O controle adicional realizado sobre projetos urbanos em determinadas regiões do Rio de Janeiro não chega a ser excepcional (embora sujeito a casuísmos) no contexto dos intensos conflitos territoriais que marcam a cidade – e repercutem na constante revisão dos parâmetros urbanísticos (ver 3.2.3). No caso, destaca-se o grau de discricionariedade administrativa que predomina nessas comissões especiais para avaliar a interferência dos projetos. Nesse sentido, o Decreto n. 32.886 de 8 de outubro de 2010, do Prefeito do Rio de Janeiro, busca criar uma ferramenta, chamada de “legadômetro” para avaliar a compatibilidade das intervenções urbanas propostas com as prioridades da gestão, dos megaeventos e do plano diretor.

Ao mencionar a revisão do plano diretor em andamento e as intensas obras de infraestrutura em andamento, o Decreto afirma, em seus “considerandos”, que “as intervenções urbanas, inclusive os equipamentos esportivos e as edificações de apoio aos eventos deverão constituir-se, necessariamente, em legado urbano para todo o território da cidade e servir como estímulo para o desenvolvimento do Rio de Janeiro a longo prazo”. Para isso prevê que:

Art. 3º Todos os projetos relacionados à Copa do Mundo de 2014 e aos Jogos Olímpicos e Paraolímpicos de 2016, inclusive aqueles situados no Parque Olímpico, serão analisados pela Comissão de Avaliação dos Projetos de Legado Urbano a ser composta por representantes das Secretarias Municipais de Urbanismo, de Meio Ambiente, de Transportes e de Obras, que emitirá parecer preliminar a respeito, sem prejuízo das análises técnicas a serem feitas pelos órgãos de licenciamento da Prefeitura. (...)

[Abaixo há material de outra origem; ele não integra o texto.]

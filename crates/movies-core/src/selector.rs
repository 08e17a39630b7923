//! Round selection with a persisted cursor.
//!
//! Rounds walk the dataset in order, three movies at a time, and wrap back
//! to the start once fewer than three remain. The cursor survives restarts
//! through a [`KeyValueStore`].

use crate::error::StoreError;
use crate::movie::MovieRecord;
use crate::store::KeyValueStore;

/// Store key holding the cursor as a decimal string.
pub const CURSOR_KEY: &str = "movieIndex";

/// Movies per round.
pub const ROUND_SIZE: usize = 3;

pub struct RoundSelector<S> {
    store: S,
}

impl<S: KeyValueStore> RoundSelector<S> {
    pub fn new(store: S) -> Self {
        Self { store }
    }

    /// Current cursor. Missing, non-numeric or negative values read as 0.
    pub fn cursor(&self) -> Result<usize, StoreError> {
        let cursor = self
            .store
            .get(CURSOR_KEY)?
            .and_then(|v| v.trim().parse::<i64>().ok())
            .and_then(|v| usize::try_from(v).ok())
            .unwrap_or(0);
        Ok(cursor)
    }

    /// Slice the next round out of `all` and advance the cursor.
    ///
    /// Datasets shorter than a full round produce a shorter slice.
    pub fn select_round(&mut self, all: &[MovieRecord]) -> Result<Vec<MovieRecord>, StoreError> {
        let mut cursor = self.cursor()?;

        if cursor.saturating_add(2) >= all.len() {
            tracing::debug!(cursor, total = all.len(), "Round cursor wrapped to start");
            cursor = 0;
        }

        let end = (cursor + ROUND_SIZE).min(all.len());
        let round = all[cursor..end].to_vec();

        self.store.set(CURSOR_KEY, &(cursor + ROUND_SIZE).to_string())?;
        tracing::info!(cursor, selected = round.len(), "Selected round");

        Ok(round)
    }

    pub fn store(&self) -> &S {
        &self.store
    }
}

#[cfg(test)]
mod tests {
    use super::*;
    use crate::store::MemoryStore;
    use chrono::NaiveDate;

    fn movies(n: usize) -> Vec<MovieRecord> {
        (0..n)
            .map(|i| {
                let date = NaiveDate::from_ymd_opt(1990 + i as i32, 1, 1).unwrap();
                MovieRecord::new(format!("Movie {i}"), date)
            })
            .collect()
    }

    fn titles(round: &[MovieRecord]) -> Vec<&str> {
        round.iter().map(|m| m.title.as_str()).collect()
    }

    #[test]
    fn test_default_cursor_is_zero() {
        let selector = RoundSelector::new(MemoryStore::new());
        assert_eq!(selector.cursor().unwrap(), 0);

        let selector = RoundSelector::new(MemoryStore::with_entry(CURSOR_KEY, "abc"));
        assert_eq!(selector.cursor().unwrap(), 0);

        let selector = RoundSelector::new(MemoryStore::with_entry(CURSOR_KEY, "-4"));
        assert_eq!(selector.cursor().unwrap(), 0);
    }

    #[test]
    fn test_select_advances_cursor() {
        let all = movies(9);
        let mut selector = RoundSelector::new(MemoryStore::new());

        let round = selector.select_round(&all).unwrap();
        assert_eq!(titles(&round), vec!["Movie 0", "Movie 1", "Movie 2"]);
        assert_eq!(selector.store().get(CURSOR_KEY).unwrap().as_deref(), Some("3"));

        let round = selector.select_round(&all).unwrap();
        assert_eq!(titles(&round), vec!["Movie 3", "Movie 4", "Movie 5"]);
        assert_eq!(selector.cursor().unwrap(), 6);
    }

    #[test]
    fn test_cursor_near_end_resets() {
        // 8 >= 9 - 2, so the round starts over from the beginning.
        let all = movies(9);
        let mut selector = RoundSelector::new(MemoryStore::with_entry(CURSOR_KEY, "8"));

        let round = selector.select_round(&all).unwrap();
        assert_eq!(titles(&round), vec!["Movie 0", "Movie 1", "Movie 2"]);
        assert_eq!(selector.cursor().unwrap(), 3);
    }

    #[test]
    fn test_last_full_window_is_used() {
        // 7 < 10 - 2, so movies 7..10 still form a round.
        let all = movies(10);
        let mut selector = RoundSelector::new(MemoryStore::with_entry(CURSOR_KEY, "7"));

        let round = selector.select_round(&all).unwrap();
        assert_eq!(titles(&round), vec!["Movie 7", "Movie 8", "Movie 9"]);
        assert_eq!(selector.cursor().unwrap(), 10);
    }

    #[test]
    fn test_short_dataset_yields_short_round() {
        let all = movies(2);
        let mut selector = RoundSelector::new(MemoryStore::new());

        let round = selector.select_round(&all).unwrap();
        assert_eq!(round.len(), 2);

        let round = selector.select_round(&[]).unwrap();
        assert!(round.is_empty());
    }
}
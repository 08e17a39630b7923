//! Game logic for "Order of Movies": arrange three movies by release date
//! before the clock runs out.
//!
//! Everything here is synchronous and deterministic. Timers, network access
//! and durable storage are driven from the outside (see the `order-of-movies`
//! crate); this crate only exposes the operations they call.

pub mod dataset;
pub mod drag_drop;
pub mod error;
pub mod movie;
pub mod order;
pub mod selector;
pub mod session;
pub mod store;

pub use dataset::{parse_movies, ParsedDataset};
pub use drag_drop::{DragDropSurface, DropOutcome, SlotView};
pub use error::{DataError, MoveError, SessionError, StoreError, ValidationError};
pub use movie::{sort_by_release, MovieId, MovieRecord};
pub use order::{PlayerOrder, SLOT_COUNT};
pub use selector::{RoundSelector, CURSOR_KEY, ROUND_SIZE};
pub use session::{
    Feedback, GameSession, Phase, RoundOutcome, Rules, SubmitOutcome, TickOutcome, INCOMPLETE_ORDER_MESSAGE,
    WRONG_ORDER_MESSAGE,
};
pub use store::{KeyValueStore, MemoryStore};
//! Application error types

use movies_core::{DataError, SessionError, StoreError};
use thiserror::Error;

#[derive(Error, Debug)]
pub enum AppError {
    #[error("Failed to load movie data: {0}")]
    Fetch(String),

    #[error(transparent)]
    Data(#[from] DataError),

    #[error(transparent)]
    Store(#[from] StoreError),

    #[error(transparent)]
    Session(#[from] SessionError),

    #[error("{0}")]
    InvalidCommand(String),
}
//! Drag-and-drop interaction model.
//!
//! A drag carries one movie as its payload, picked up either from the
//! available pool or from an occupied slot. Dropping it on a slot assigns
//! it there through [`GameSession::assign_to_slot`], so relocating and
//! swapping follow the same at-most-one-slot rule as any other placement.

use crate::error::{MoveError, SessionError};
use crate::movie::MovieId;
use crate::order::SLOT_COUNT;
use crate::session::GameSession;

/// What a drop target shows.
#[derive(Debug, Clone, Copy, PartialEq, Eq)]
pub enum SlotView {
    /// Nothing placed; shows a "Drop here" placeholder.
    Empty,
    /// Holds a movie that can be dragged again.
    Occupied(MovieId),
}

#[derive(Debug, Clone, Copy, PartialEq, Eq)]
pub enum DropOutcome {
    Placed { movie: MovieId, slot: usize },
    /// Nothing was being dragged.
    NoPayload,
}

#[derive(Debug, Clone, Default)]
pub struct DragDropSurface {
    payload: Option<MovieId>,
}

impl DragDropSurface {
    pub fn new() -> Self {
        Self::default()
    }

    pub fn payload(&self) -> Option<MovieId> {
        self.payload
    }

    /// Tag `movie` as the thing being dragged.
    pub fn drag_start(&mut self, movie: MovieId) {
        self.payload = Some(movie);
    }

    /// Pick up whatever sits in `slot`. Returns the movie, or `None` when
    /// the slot is empty (the drag does not start).
    pub fn drag_start_from_slot(&mut self, session: &GameSession, slot: usize) -> Result<Option<MovieId>, MoveError> {
        if slot >= SLOT_COUNT {
            return Err(MoveError::SlotOutOfRange(slot));
        }
        let movie = session.order().slot(slot);
        if let Some(movie) = movie {
            self.payload = Some(movie);
        }
        Ok(movie)
    }

    /// Abandon the current drag without placing anything.
    pub fn cancel(&mut self) {
        self.payload = None;
    }

    /// Drop the payload on `slot`. The payload is consumed whether or not
    /// the placement succeeds.
    pub fn drop_on(&mut self, session: &mut GameSession, slot: usize) -> Result<DropOutcome, SessionError> {
        let Some(movie) = self.payload.take() else {
            return Ok(DropOutcome::NoPayload);
        };
        session.assign_to_slot(movie, slot)?;
        Ok(DropOutcome::Placed { movie, slot })
    }

    pub fn slot_views(&self, session: &GameSession) -> [SlotView; SLOT_COUNT] {
        let mut views = [SlotView::Empty; SLOT_COUNT];
        for (view, entry) in views.iter_mut().zip(session.order().slots()) {
            if let Some(movie) = entry {
                *view = SlotView::Occupied(*movie);
            }
        }
        views
    }
}
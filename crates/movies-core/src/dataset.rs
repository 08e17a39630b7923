//! CSV dataset parsing.
//!
//! The dataset is header-delimited text with the columns `year`, `month`,
//! `date`, `Title`, `Director`, `Cast`, `Music Director` and
//! `Production House`. Extra columns are ignored and short rows read as
//! missing fields.

use chrono::{Month, NaiveDate};
use serde::Deserialize;

use crate::error::DataError;
use crate::movie::MovieRecord;

#[derive(Debug, Deserialize)]
struct RawMovieRow {
    #[serde(default)]
    year: Option<String>,
    #[serde(default)]
    month: Option<String>,
    #[serde(default, rename = "date")]
    day: Option<String>,
    #[serde(default, rename = "Title")]
    title: Option<String>,
    #[serde(default, rename = "Director")]
    director: Option<String>,
    #[serde(default, rename = "Cast")]
    cast: Option<String>,
    #[serde(default, rename = "Music Director")]
    music_director: Option<String>,
    #[serde(default, rename = "Production House")]
    production_house: Option<String>,
}

/// Movies read from a dataset, plus counts of the rows that were dropped.
#[derive(Debug, Clone, Default)]
pub struct ParsedDataset {
    pub movies: Vec<MovieRecord>,
    /// Rows missing a year, month, day or title.
    pub skipped_incomplete: usize,
    /// Rows whose date fields do not name a real calendar day.
    pub skipped_invalid_dates: usize,
}

/// Parse dataset text into movie records, in source order.
pub fn parse_movies(text: &str) -> Result<ParsedDataset, DataError> {
    let mut reader = csv::ReaderBuilder::new()
        .has_headers(true)
        .flexible(true)
        .trim(csv::Trim::All)
        .from_reader(text.as_bytes());

    let mut parsed = ParsedDataset::default();

    for (line, row) in reader.deserialize::<RawMovieRow>().enumerate() {
        let row = row?;

        let (Some(year), Some(month), Some(day), Some(title)) =
            (non_empty(row.year), non_empty(row.month), non_empty(row.day), non_empty(row.title))
        else {
            parsed.skipped_incomplete += 1;
            continue;
        };

        let Some(release_date) = parse_release_date(&year, &month, &day) else {
            tracing::warn!(
                row = line + 1,
                title = %title,
                "Skipping movie with invalid release date {}-{}-{}",
                year,
                month,
                day
            );
            parsed.skipped_invalid_dates += 1;
            continue;
        };

        parsed.movies.push(MovieRecord {
            title,
            release_date,
            director: row.director.unwrap_or_default(),
            cast: row.cast.unwrap_or_default(),
            music_director: row.music_director.unwrap_or_default(),
            production_house: row.production_house.unwrap_or_default(),
        });
    }

    tracing::debug!(
        movies = parsed.movies.len(),
        incomplete = parsed.skipped_incomplete,
        invalid_dates = parsed.skipped_invalid_dates,
        "Parsed movie dataset"
    );

    Ok(parsed)
}

fn non_empty(field: Option<String>) -> Option<String> {
    field.filter(|s| !s.is_empty())
}

/// Build a date from separate year, month and day fields.
/// The month may be numeric (`3`, `03`) or an English name (`March`, `Mar`).
fn parse_release_date(year: &str, month: &str, day: &str) -> Option<NaiveDate> {
    let year: i32 = year.parse().ok()?;
    let month = match month.parse::<u32>() {
        Ok(m) => m,
        Err(_) => month.parse::<Month>().ok()?.number_from_month(),
    };
    let day: u32 = day.parse().ok()?;
    NaiveDate::from_ymd_opt(year, month, day)
}
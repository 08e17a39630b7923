#![allow(dead_code)]

use std::io::Write;
use std::time::Duration;

use chrono::NaiveDate;
use movies_core::{MemoryStore, MovieRecord, Rules};
use order_of_movies::clients::{DatasetClient, DatasetSource};
use order_of_movies::runtime::{GameRuntime, RuntimeEvent};
use tempfile::NamedTempFile;
use tokio::sync::mpsc::UnboundedReceiver;

pub const HEADER: &str = "year,month,date,Title,Director,Cast,Music Director,Production House";

pub fn date(y: i32, m: u32, d: u32) -> NaiveDate {
    NaiveDate::from_ymd_opt(y, m, d).unwrap()
}

pub fn movie(title: &str, y: i32, m: u32, d: u32) -> MovieRecord {
    MovieRecord::new(title, date(y, m, d))
}

/// `n` movies released one year apart, in chronological order.
pub fn dataset(n: usize) -> Vec<MovieRecord> {
    (0..n)
        .map(|i| movie(&format!("Movie {i}"), 1980 + i as i32, 3, 14))
        .collect()
}

/// CSV text with one row per (title, year, month, day).
pub fn csv(rows: &[(&str, i32, u32, u32)]) -> String {
    let mut text = String::from(HEADER);
    for (title, y, m, d) in rows {
        text.push_str(&format!("\n{y},{m},{d},{title},,,,"));
    }
    text.push('\n');
    text
}

pub fn write_temp(text: &str) -> NamedTempFile {
    let mut file = NamedTempFile::new().unwrap();
    file.write_all(text.as_bytes()).unwrap();
    file
}

/// Runtime reading its dataset from `file` and keeping the cursor in memory.
pub fn runtime(file: &NamedTempFile, store: MemoryStore) -> (GameRuntime, UnboundedReceiver<RuntimeEvent>) {
    let client = DatasetClient::with_source(
        DatasetSource::File(file.path().to_path_buf()),
        Duration::from_secs(5),
    )
    .unwrap();
    GameRuntime::new(Rules::default(), client, Box::new(store))
}
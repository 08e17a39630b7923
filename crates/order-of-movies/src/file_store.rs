//! File-backed key-value store for state that survives restarts.
//!
//! The whole map is kept in memory and rewritten as a bincode file on every
//! `set`. It only ever holds a handful of entries.

use std::collections::HashMap;
use std::fs::{self, File};
use std::io::{BufReader, BufWriter, Write};
use std::path::{Path, PathBuf};

use movies_core::{KeyValueStore, StoreError};
use serde::{Deserialize, Serialize};

#[derive(Debug, Default, Serialize, Deserialize)]
struct StateFile {
    entries: HashMap<String, String>,
}

#[derive(Debug)]
pub struct FileStore {
    path: PathBuf,
    state: StateFile,
}

impl FileStore {
    /// Open the store at `path`. A missing file starts empty; an unreadable
    /// one is logged and replaced on the next write.
    pub fn open(path: impl Into<PathBuf>) -> Result<Self, StoreError> {
        let path = path.into();
        let state = if path.exists() {
            match load_state(&path) {
                Ok(state) => state,
                Err(e) => {
                    tracing::warn!("Failed to load saved state from {}: {}", path.display(), e);
                    tracing::warn!("Starting from a fresh state file");
                    StateFile::default()
                }
            }
        } else {
            StateFile::default()
        };

        Ok(Self { path, state })
    }

    fn save(&self) -> Result<(), StoreError> {
        if let Some(parent) = self.path.parent() {
            if !parent.as_os_str().is_empty() {
                fs::create_dir_all(parent)?;
            }
        }
        let mut writer = BufWriter::new(File::create(&self.path)?);
        bincode::serialize_into(&mut writer, &self.state)
            .map_err(|e| StoreError::Encoding(e.to_string()))?;
        writer.flush()?;
        Ok(())
    }
}

fn load_state(path: &Path) -> Result<StateFile, StoreError> {
    let file = File::open(path)?;
    bincode::deserialize_from(BufReader::new(file)).map_err(|e| StoreError::Encoding(e.to_string()))
}

impl KeyValueStore for FileStore {
    fn get(&self, key: &str) -> Result<Option<String>, StoreError> {
        Ok(self.state.entries.get(key).cloned())
    }

    fn set(&mut self, key: &str, value: &str) -> Result<(), StoreError> {
        self.state.entries.insert(key.to_string(), value.to_string());
        self.save()
    }
}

Art. 4º A Comissão de Avaliação dos Projetos de Legado Urbano deverá analisar a oportunidade e os impactos resultantes das intervenções propostas através do "Legadômetro" (sem grifos no original).

Essa ferramenta de avaliação dos impactos urbanos dos projetos seria composta de indicadores (econômico, urbanístico, ambiental e social), de forma a atribuir pontuações de 1 a 5 em cada um deles. O decreto que criou o “legadômetro” não permite identificar critérios objetivos ou um procedimento de apresentação dos estudos previstos na legislação federal e municipal, tais como Estudo de Impacto de Vizinhança (EIV), até então não regulamentado. Além de indicar uma baixa institucionalização na análise de projetos urbanos, especialmente para uma grande cidade, essa omissão reforça a percepção de um planejamento casuísta.

Diante da visibilidade das ações relacionadas à Copa, do volume de inovações legislativas produzidas e da multiplicação das críticas, o Ministério Público e o Poder Judiciário foram atores frequentes no desdobramento de muitos temas. No caso das licenças e dos procedimentos administrativos, por exemplo, o Ministério Público ajuizou ação para garantir a regulamentação do EIV no Rio de Janeiro, na qual o Município assinou acordo57, em 2013, com o compromisso de apresentar Projeto de Lei suprindo essa omissão. Da mesma forma, a Lei cearense n. 14.882, sobre licenciamento ambiental, foi questionada pelo Ministério Público Federal, que ajuizou Ação Direta de Inconstitucionalidade58.